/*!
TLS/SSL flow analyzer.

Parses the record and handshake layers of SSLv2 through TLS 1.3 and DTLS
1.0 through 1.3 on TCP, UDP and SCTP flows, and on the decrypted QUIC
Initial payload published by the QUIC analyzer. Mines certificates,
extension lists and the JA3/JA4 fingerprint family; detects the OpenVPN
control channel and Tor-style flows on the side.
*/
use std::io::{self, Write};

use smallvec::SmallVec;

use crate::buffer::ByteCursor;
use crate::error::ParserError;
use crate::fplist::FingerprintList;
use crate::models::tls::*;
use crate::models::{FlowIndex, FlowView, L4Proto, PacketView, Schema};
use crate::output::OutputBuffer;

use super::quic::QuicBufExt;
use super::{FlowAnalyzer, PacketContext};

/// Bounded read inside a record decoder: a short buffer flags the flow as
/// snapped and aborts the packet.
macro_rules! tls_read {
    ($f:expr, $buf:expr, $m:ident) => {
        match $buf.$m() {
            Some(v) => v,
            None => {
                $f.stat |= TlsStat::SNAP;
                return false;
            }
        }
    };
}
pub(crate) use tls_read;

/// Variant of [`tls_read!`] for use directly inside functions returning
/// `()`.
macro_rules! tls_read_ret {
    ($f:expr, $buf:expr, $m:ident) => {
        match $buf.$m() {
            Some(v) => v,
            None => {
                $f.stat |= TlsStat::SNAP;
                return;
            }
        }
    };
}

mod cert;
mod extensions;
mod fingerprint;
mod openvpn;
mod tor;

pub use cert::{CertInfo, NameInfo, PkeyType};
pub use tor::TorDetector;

+++

▸ **WORK ITEM**
Search the material for the string "through" and show every line that has it.

▸ **RESPONSE TO THIS EXERCISE**
Parses the record and handshake layers of SSLv2 through TLS 1.3 and DTLS
1.0 through 1.3 on TCP, UDP and SCTP flows, and on the decrypted QUIC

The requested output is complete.